IPv6 isn't hard. It's just a pain in the ass to remember the IPs for your machines.
My brain is hardwired for IPv4 at this stage, I just naturally think of AD as .250 and ESX-01 as .10 , gateway as .254 etc...it just won't rewire to IPv6...which brings my piss to a boil because I otherwise quite like IPv6.
Yeah, yeah I know DNS etc etc. But a proper engineer knows the IPs of his kit. That way if DNS is down you can still crack on as usual and get it fixed quicker.
>The guys who learned from Cisco seem to put the gateway at .1.
Given the origins of Cisco, I suspect they just picked up a pre-existing convention, which was probably set by Jon Postel et al: ".1" is only two characters to be keyed, ".254" is four - important in the time before DNS and RIP...
"only two characters to be keyed"
This is correct, ask anyone who ever hand-keyed in static routing tables. Microsoft either cluelessly got it wrong, or couldn't handle the concept of using established standards, as usual.

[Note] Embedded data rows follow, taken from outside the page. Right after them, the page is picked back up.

//! The nine decodable built-in algorithms

use std::fmt;
use std::io::{Read, Write};

use super::octets::TextForm;
use super::{boolean, numeric, octets, uuids};
use super::{mismatch, AlgorithmValue, EncodingAlgorithm};
use super::{BASE64, BOOLEAN, DOUBLE, FLOAT, HEXADECIMAL, INT, LONG, SHORT, UUID};
use crate::error::{FastInfosetError, Result};

#[derive(Debug, Clone, Copy, PartialEq, Eq, Hash)]
pub enum BuiltInAlgorithm {
    Hexadecimal,
    Base64,
    Short,
    Int,
    Long,
    Boolean,
    Float,
    Double,
    Uuid,
}

impl BuiltInAlgorithm {
    pub const ALL: [BuiltInAlgorithm; 9] = [
        BuiltInAlgorithm::Hexadecimal,
        BuiltInAlgorithm::Base64,
        BuiltInAlgorithm::Short,
        BuiltInAlgorithm::Int,
        BuiltInAlgorithm::Long,
        BuiltInAlgorithm::Boolean,
        BuiltInAlgorithm::Float,
        BuiltInAlgorithm::Double,
        BuiltInAlgorithm::Uuid,
    ];

    /// The algorithm at a built-in index; `None` for CDATA and beyond
    pub fn from_index(index: usize) -> Option<Self> {
        BuiltInAlgorithm::ALL.get(index).copied()
    }

    pub fn index(self) -> usize {
        match self {
            BuiltInAlgorithm::Hexadecimal => HEXADECIMAL,
            BuiltInAlgorithm::Base64 => BASE64,
            BuiltInAlgorithm::Short => SHORT,
            BuiltInAlgorithm::Int => INT,
            BuiltInAlgorithm::Long => LONG,
            BuiltInAlgorithm::Boolean => BOOLEAN,
            BuiltInAlgorithm::Float => FLOAT,
            BuiltInAlgorithm::Double => DOUBLE,
            BuiltInAlgorithm::Uuid => UUID,
        }
    }

    pub fn name(self) -> &'static str {
        match self {
            BuiltInAlgorithm::Hexadecimal => "hexadecimal",
            BuiltInAlgorithm::Base64 => "base64",
            BuiltInAlgorithm::Short => "short",
            BuiltInAlgorithm::Int => "int",
            BuiltInAlgorithm::Long => "long",
            BuiltInAlgorithm::Boolean => "boolean",
            BuiltInAlgorithm::Float => "float",
            BuiltInAlgorithm::Double => "double",
            BuiltInAlgorithm::Uuid => "uuid",
        }
    }

    pub fn from_name(name: &str) -> Option<Self> {
        BuiltInAlgorithm::ALL
            .into_iter()
            .find(|algorithm| algorithm.name() == name)
    }

    /// Octets per value for the fixed-width algorithms
    pub fn element_size(self) -> Option<usize> {
        match self {
            BuiltInAlgorithm::Short => Some(2),
            BuiltInAlgorithm::Int | BuiltInAlgorithm::Float => Some(4),
            BuiltInAlgorithm::Long | BuiltInAlgorithm::Double => Some(8),
            BuiltInAlgorithm::Uuid => Some(uuids::SIZE),
            BuiltInAlgorithm::Hexadecimal | BuiltInAlgorithm::Base64 => Some(1),
            BuiltInAlgorithm::Boolean => None,
        }
    }

    /// Number of values in a payload of `octet_length` octets
    ///
    /// `first_octet` is only consulted by BOOLEAN, whose count depends on
    /// the unused-bit nibble.
    pub fn primitive_length_from_octet_length(
        self,
        octet_length: usize,
        first_octet: u8,
    ) -> Result<usize> {
        match self {
            BuiltInAlgorithm::Hexadecimal | BuiltInAlgorithm::Base64 => Ok(octet_length),
            BuiltInAlgorithm::Short => numeric::primitive_length::<i16>(octet_length),
            BuiltInAlgorithm::Int => numeric::primitive_length::<i32>(octet_length),
            BuiltInAlgorithm::Long => numeric::primitive_length::<i64>(octet_length),
            BuiltInAlgorithm::Float => numeric::primitive_length::<f32>(octet_length),
            BuiltInAlgorithm::Double => numeric::primitive_length::<f64>(octet_length),
            BuiltInAlgorithm::Boolean => boolean::primitive_length(octet_length, first_octet),
            BuiltInAlgorithm::Uuid => {
                if octet_length % uuids::SIZE != 0 {
                    return Err(FastInfosetError::malformed(format!(
                        "{octet_length} octets is not a multiple of the uuid size"
                    )));
                }
                Ok(octet_length / uuids::SIZE)
            }
        }
    }

    /// Octets needed to encode `primitive_length` values
    pub fn octet_length_from_primitive_length(self, primitive_length: usize) -> usize {
        match self.element_size() {
            Some(size) => primitive_length * size,
            None => boolean::octet_length(primitive_length),
        }
    }

    /// Encode `value` into `buf` at `offset`, returning the octets written
    pub fn encode_to_bytes(self, value: &AlgorithmValue, buf: &mut [u8], offset: usize) -> Result<usize> {
        let needed = self.octet_length_from_primitive_length(value.len());
        let end = offset
            .checked_add(needed)
            .filter(|end| *end <= buf.len())
            .ok_or_else(|| {
                FastInfosetError::malformed(format!(
                    "{needed} octets do not fit at offset {offset} of a {} octet buffer",
                    buf.len()
                ))
            })?;
        let mut target = &mut buf[offset..end];
        self.encode_to_writer(value, &mut target)?;
        Ok(needed)
    }
}

impl fmt::Display for BuiltInAlgorithm {
    fn fmt(&self, f: &mut fmt::Formatter<'_>) -> fmt::Result {
        f.write_str(self.name())
    }
}

impl EncodingAlgorithm for BuiltInAlgorithm {
    fn decode_from_bytes(&self, octets: &[u8]) -> Result<AlgorithmValue> {
        Ok(match self {
            BuiltInAlgorithm::Hexadecimal | BuiltInAlgorithm::Base64 => {
                AlgorithmValue::Bytes(octets.to_vec())
            }
            BuiltInAlgorithm::Short => AlgorithmValue::Shorts(numeric::decode(octets)?),
            BuiltInAlgorithm::Int => AlgorithmValue::Ints(numeric::decode(octets)?),
            BuiltInAlgorithm::Long => AlgorithmValue::Longs(numeric::decode(octets)?),
            BuiltInAlgorithm::Boolean => AlgorithmValue::Booleans(boolean::decode(octets)?),
            BuiltInAlgorithm::Float => AlgorithmValue::Floats(numeric::decode(octets)?),
            BuiltInAlgorithm::Double => AlgorithmValue::Doubles(numeric::decode(octets)?),
            BuiltInAlgorithm::Uuid => AlgorithmValue::Uuids(uuids::decode(octets)?),
        })
    }

    fn decode_from_reader(&self, reader: &mut dyn Read) -> Result<AlgorithmValue> {
        Ok(match self {
            BuiltInAlgorithm::Hexadecimal | BuiltInAlgorithm::Base64 => {
                AlgorithmValue::Bytes(octets::decode_from_reader(reader)?)
            }
            BuiltInAlgorithm::Short => AlgorithmValue::Shorts(numeric::decode_from_reader(reader)?),
            BuiltInAlgorithm::Int => AlgorithmValue::Ints(numeric::decode_from_reader(reader)?),
            BuiltInAlgorithm::Long => AlgorithmValue::Longs(numeric::decode_from_reader(reader)?),
            BuiltInAlgorithm::Boolean => {
                AlgorithmValue::Booleans(boolean::decode_from_reader(reader)?)
            }
            BuiltInAlgorithm::Float => AlgorithmValue::Floats(numeric::decode_from_reader(reader)?),
            BuiltInAlgorithm::Double => {
                AlgorithmValue::Doubles(numeric::decode_from_reader(reader)?)
            }
            BuiltInAlgorithm::Uuid => AlgorithmValue::Uuids(uuids::decode_from_reader(reader)?),
        })
    }

    fn encode_to_writer(&self, value: &AlgorithmValue, writer: &mut dyn Write) -> Result<()> {
        match (self, value) {
            (BuiltInAlgorithm::Hexadecimal | BuiltInAlgorithm::Base64, _) => {
                octets::encode_to_writer(value, writer)
            }
            (BuiltInAlgorithm::Boolean, _) => boolean::encode_to_writer(value, writer),
            (BuiltInAlgorithm::Short, AlgorithmValue::Shorts(v)) => numeric::encode_to_writer(v, writer),
            (BuiltInAlgorithm::Int, AlgorithmValue::Ints(v)) => numeric::encode_to_writer(v, writer),
            (BuiltInAlgorithm::Long, AlgorithmValue::Longs(v)) => numeric::encode_to_writer(v, writer),
            (BuiltInAlgorithm::Float, AlgorithmValue::Floats(v)) => numeric::encode_to_writer(v, writer),
            (BuiltInAlgorithm::Double, AlgorithmValue::Doubles(v)) => {
                numeric::encode_to_writer(v, writer)
            }
            (BuiltInAlgorithm::Uuid, AlgorithmValue::Uuids(v)) => uuids::encode_to_writer(v, writer),
            (algorithm, other) => Err(mismatch(algorithm.value_kind(), other)),
        }
    }

    fn convert_from_text(&self, text: &str) -> Result<AlgorithmValue> {
        Ok(match self {
            BuiltInAlgorithm::Hexadecimal => {
                AlgorithmValue::Bytes(octets::from_text(TextForm::Hex, text)?)
            }
            BuiltInAlgorithm::Base64 => {
                AlgorithmValue::Bytes(octets::from_text(TextForm::Base64, text)?)
            }
            BuiltInAlgorithm::Short => AlgorithmValue::Shorts(numeric::from_text(text)?),
            BuiltInAlgorithm::Int => AlgorithmValue::Ints(numeric::from_text(text)?),
            BuiltInAlgorithm::Long => AlgorithmValue::Longs(numeric::from_text(text)?),
            BuiltInAlgorithm::Boolean => AlgorithmValue::Booleans(boolean::from_text(text)?),
            BuiltInAlgorithm::Float => AlgorithmValue::Floats(numeric::from_text(text)?),
            BuiltInAlgorithm::Double => AlgorithmValue::Doubles(numeric::from_text(text)?),
            BuiltInAlgorithm::Uuid => AlgorithmValue::Uuids(uuids::from_text(text)?),
        })
    }

    fn convert_to_text(&self, value: &AlgorithmValue, out: &mut String) -> Result<()> {
        match (self, value) {
            (BuiltInAlgorithm::Hexadecimal, _) => octets::to_text(TextForm::Hex, value, out),
            (BuiltInAlgorithm::Base64, _) => octets::to_text(TextForm::Base64, value, out),
            (BuiltInAlgorithm::Boolean, _) => boolean::to_text(value, out),
            (BuiltInAlgorithm::Short, AlgorithmValue::Shorts(v)) => numeric::to_text(v, out),
            (BuiltInAlgorithm::Int, AlgorithmValue::Ints(v)) => numeric::to_text(v, out),
            (BuiltInAlgorithm::Long, AlgorithmValue::Longs(v)) => numeric::to_text(v, out),
            (BuiltInAlgorithm::Float, AlgorithmValue::Floats(v)) => numeric::to_text(v, out),
            (BuiltInAlgorithm::Double, AlgorithmValue::Doubles(v)) => numeric::to_text(v, out),
            (BuiltInAlgorithm::Uuid, AlgorithmValue::Uuids(v)) => uuids::to_text(v, out),
            (algorithm, other) => Err(mismatch(algorithm.value_kind(), other)),
        }
    }
}

impl BuiltInAlgorithm {
    /// Name of the `AlgorithmValue` variant this algorithm produces
    fn value_kind(self) -> &'static str {
        match self {
            BuiltInAlgorithm::Hexadecimal | BuiltInAlgorithm::Base64 => "bytes",
            BuiltInAlgorithm::Short => "shorts",
            BuiltInAlgorithm::Int => "ints",
            BuiltInAlgorithm::Long => "longs",
            BuiltInAlgorithm::Boolean => "booleans",
            BuiltInAlgorithm::Float => "floats",
            BuiltInAlgorithm::Double => "doubles",
            BuiltInAlgorithm::Uuid => "uuids",
        }
    }
}
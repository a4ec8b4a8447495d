//! Value Arrays - index → value storage for parse-side vocabularies
//!
//! - GrowableArray: bounded append-only array with a read-only prefix
//! - ContiguousCharStore: many strings packed into one buffer

pub mod chars;
pub mod growable;

use std::sync::Arc;

pub use chars::{CharSpan, ContiguousCharStore};
pub use growable::GrowableArray;

/// Most entries reserved up front; later growth is on demand
pub(crate) const MAXIMUM_INITIAL_RESERVATION: usize = 1 << 16;

/// Array of shared strings, used for most parse-side string tables
pub type StringArray = GrowableArray<Arc<str>>;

It wasn't Jon's doing, per se. It was just something that happened pretty much everywhere simultaneously as the logical way to do it. We were using it with TCP/IP before TCP/IP went "live" Internet wide at the beginning of 1983 ...
Yes, Cisco probably got it from their roots at Stanford, but I remember Stanford using .11 early on (22.214.171.124 and 126.96.36.199 are forever etched into my memory). My lizard hind-brain is suggesting that .1 as a standard may have originated at BBN, but I wouldn't put money on it (188.8.131.52 had something important hung off it, that was definitely BBN, but other than that I can't remember).
Corrections/additions welcome ... Have a beer while you cogitate :-)
Actually, it's usually not a choice I get to make. Most of the networks I look after were originally built by someone else a long time ago and certains IPs have been hard coded into devices that aren't in my scope...burglar alarms, door access systems...whatever has some sort of additional support contract on it that prevents me from knowing the passwords.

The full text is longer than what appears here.